Among the records, how many lines carry the string "prompt"? Give that number with nothing added.

◆ Data in this exercise
====

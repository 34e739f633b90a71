//! Gemini model adapter
//!
//! Client for the Generative Language API's `generateContent` endpoint.

use async_trait::async_trait;
use reqwest::Client;
use serde::{Deserialize, Serialize};

use super::REQUEST_TIMEOUT;
use crate::domain::errors::DomainError;
use crate::ports::services::LlmProvider;

const BASE_URL: &str = "https://generativelanguage.googleapis.com/v1beta/models";
const DEFAULT_MODEL: &str = "gemma-3-27b-it";

/// Client for the hosted Gemini inference service.
#[derive(Clone)]
pub struct GeminiProvider {
    client: Client,
    api_key: String,
    model: String,
}

impl GeminiProvider {
    /// Creates a new provider using the provided API key.
    pub fn new(api_key: impl Into<String>) -> Self {
        Self {
            client: Client::new(),
            api_key: api_key.into(),
            model: DEFAULT_MODEL.to_string(),
        }
    }

    /// Overrides the model name if needed.
    pub fn with_model(mut self, model: impl Into<String>) -> Self {
        self.model = model.into();
        self
    }
}

#[async_trait]
impl LlmProvider for GeminiProvider {
    async fn generate(&self, prompt: &str) -> Result<String, DomainError> {
        let url = format!(
            "{}/{model}:generateContent?key={api_key}",
            BASE_URL,
            model = self.model,
            api_key = self.api_key
        );

        let request = GenerateRequest {
            contents: vec![Content {
                parts: vec![Part {
                    text: prompt.to_string(),
                }],
            }],
        };

        let response = self
            .client
            .post(&url)
            .timeout(REQUEST_TIMEOUT)
            .json(&request)
            .send()
            .await
            .map_err(|err| DomainError::Model(err.to_string()))?;

        if !response.status().is_success() {
            let status = response.status();
            let body = response.text().await.unwrap_or_default();
            return Err(DomainError::Model(format!("{}: {}", status, body)));
        }

        let payload: GenerateResponse = response
            .json()
            .await
            .map_err(|err| DomainError::Model(err.to_string()))?;

        payload
            .candidates
            .first()
            .and_then(|c| c.content.parts.first())
            .map(|p| p.text.clone())
            .ok_or_else(|| DomainError::Model("Empty completion".to_string()))
    }

    fn model_id(&self) -> &str {
        &self.model
    }
}

// Generative Language API types

#[derive(Serialize)]
struct GenerateRequest {
    contents: Vec<Content>,
}

#[derive(Serialize)]
struct Content {
    parts: Vec<Part>,
}

#[derive(Serialize, Deserialize)]
struct Part {
    text: String,
}

#[derive(Deserialize)]
struct GenerateResponse {
    #[serde(default)]
    candidates: Vec<Candidate>,
}

#[derive(Deserialize)]
struct Candidate {
    content: ContentResponse,
}

#[derive(Deserialize)]
struct ContentResponse {
    #[serde(default)]
    parts: Vec<Part>,
}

====

◆ Solution below
2